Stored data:

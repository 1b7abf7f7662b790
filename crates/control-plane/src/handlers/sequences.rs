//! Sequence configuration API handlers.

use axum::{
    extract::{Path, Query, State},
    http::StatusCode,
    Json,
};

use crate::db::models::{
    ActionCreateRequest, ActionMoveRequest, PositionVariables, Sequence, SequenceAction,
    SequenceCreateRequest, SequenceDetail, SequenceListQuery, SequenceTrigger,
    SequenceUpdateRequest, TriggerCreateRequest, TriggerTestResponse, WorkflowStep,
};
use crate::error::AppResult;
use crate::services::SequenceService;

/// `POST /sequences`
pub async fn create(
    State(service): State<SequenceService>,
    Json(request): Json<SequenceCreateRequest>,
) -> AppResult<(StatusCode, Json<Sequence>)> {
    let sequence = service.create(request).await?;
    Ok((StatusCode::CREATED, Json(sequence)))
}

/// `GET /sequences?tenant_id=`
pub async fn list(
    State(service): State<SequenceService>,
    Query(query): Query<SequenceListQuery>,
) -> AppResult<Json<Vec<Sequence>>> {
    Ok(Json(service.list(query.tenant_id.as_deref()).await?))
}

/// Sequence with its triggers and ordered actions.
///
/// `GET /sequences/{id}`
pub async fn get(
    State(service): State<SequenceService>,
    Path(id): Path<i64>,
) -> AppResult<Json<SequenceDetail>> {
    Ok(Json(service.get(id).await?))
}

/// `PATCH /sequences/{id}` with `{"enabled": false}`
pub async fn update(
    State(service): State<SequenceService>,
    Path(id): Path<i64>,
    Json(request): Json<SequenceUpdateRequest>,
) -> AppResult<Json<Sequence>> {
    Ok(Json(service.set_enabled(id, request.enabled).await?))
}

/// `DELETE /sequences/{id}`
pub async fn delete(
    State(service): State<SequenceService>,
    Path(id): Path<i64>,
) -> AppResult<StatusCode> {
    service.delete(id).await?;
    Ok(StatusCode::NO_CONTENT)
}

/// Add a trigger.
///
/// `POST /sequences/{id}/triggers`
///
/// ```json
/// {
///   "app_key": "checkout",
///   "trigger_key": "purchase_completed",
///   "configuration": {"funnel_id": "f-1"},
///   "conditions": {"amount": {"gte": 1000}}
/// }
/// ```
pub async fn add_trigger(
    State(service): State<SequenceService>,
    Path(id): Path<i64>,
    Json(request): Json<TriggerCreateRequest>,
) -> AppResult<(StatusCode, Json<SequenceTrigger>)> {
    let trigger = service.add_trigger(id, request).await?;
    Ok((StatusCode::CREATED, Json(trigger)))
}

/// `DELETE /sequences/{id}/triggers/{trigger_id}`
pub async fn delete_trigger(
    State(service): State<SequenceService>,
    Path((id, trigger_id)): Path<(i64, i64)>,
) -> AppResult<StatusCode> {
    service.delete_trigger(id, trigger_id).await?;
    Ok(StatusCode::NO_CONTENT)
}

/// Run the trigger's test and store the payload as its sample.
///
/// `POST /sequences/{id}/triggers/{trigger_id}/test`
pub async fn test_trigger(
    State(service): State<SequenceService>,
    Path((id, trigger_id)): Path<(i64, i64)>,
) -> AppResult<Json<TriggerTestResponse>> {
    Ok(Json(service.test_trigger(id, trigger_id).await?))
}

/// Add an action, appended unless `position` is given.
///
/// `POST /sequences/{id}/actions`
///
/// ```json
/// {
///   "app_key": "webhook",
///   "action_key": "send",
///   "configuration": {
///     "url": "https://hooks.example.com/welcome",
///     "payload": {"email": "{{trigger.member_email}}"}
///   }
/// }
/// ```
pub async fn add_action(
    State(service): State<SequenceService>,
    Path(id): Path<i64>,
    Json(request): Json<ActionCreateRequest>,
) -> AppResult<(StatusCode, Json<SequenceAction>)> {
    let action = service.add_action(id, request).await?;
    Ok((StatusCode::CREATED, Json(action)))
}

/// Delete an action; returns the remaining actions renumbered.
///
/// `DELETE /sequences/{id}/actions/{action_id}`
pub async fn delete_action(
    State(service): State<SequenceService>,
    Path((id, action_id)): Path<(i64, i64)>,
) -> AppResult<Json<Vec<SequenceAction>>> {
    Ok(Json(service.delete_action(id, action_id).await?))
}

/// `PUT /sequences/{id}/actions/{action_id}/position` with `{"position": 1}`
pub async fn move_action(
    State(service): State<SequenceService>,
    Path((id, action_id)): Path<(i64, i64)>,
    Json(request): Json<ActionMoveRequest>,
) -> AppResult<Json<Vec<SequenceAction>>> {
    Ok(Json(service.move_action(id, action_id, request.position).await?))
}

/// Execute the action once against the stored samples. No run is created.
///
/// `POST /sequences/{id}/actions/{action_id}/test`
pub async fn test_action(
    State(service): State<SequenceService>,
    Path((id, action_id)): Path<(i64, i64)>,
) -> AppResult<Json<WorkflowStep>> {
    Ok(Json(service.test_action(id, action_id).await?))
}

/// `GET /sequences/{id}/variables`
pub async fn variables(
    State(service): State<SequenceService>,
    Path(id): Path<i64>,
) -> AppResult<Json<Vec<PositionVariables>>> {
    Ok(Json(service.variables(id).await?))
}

Task brief
Every line above holding the string "SequenceAction" should be listed.

Response to this task
    ActionCreateRequest, ActionMoveRequest, PositionVariables, Sequence, SequenceAction,
) -> AppResult<(StatusCode, Json<SequenceAction>)> {
) -> AppResult<Json<Vec<SequenceAction>>> {
) -> AppResult<Json<Vec<SequenceAction>>> {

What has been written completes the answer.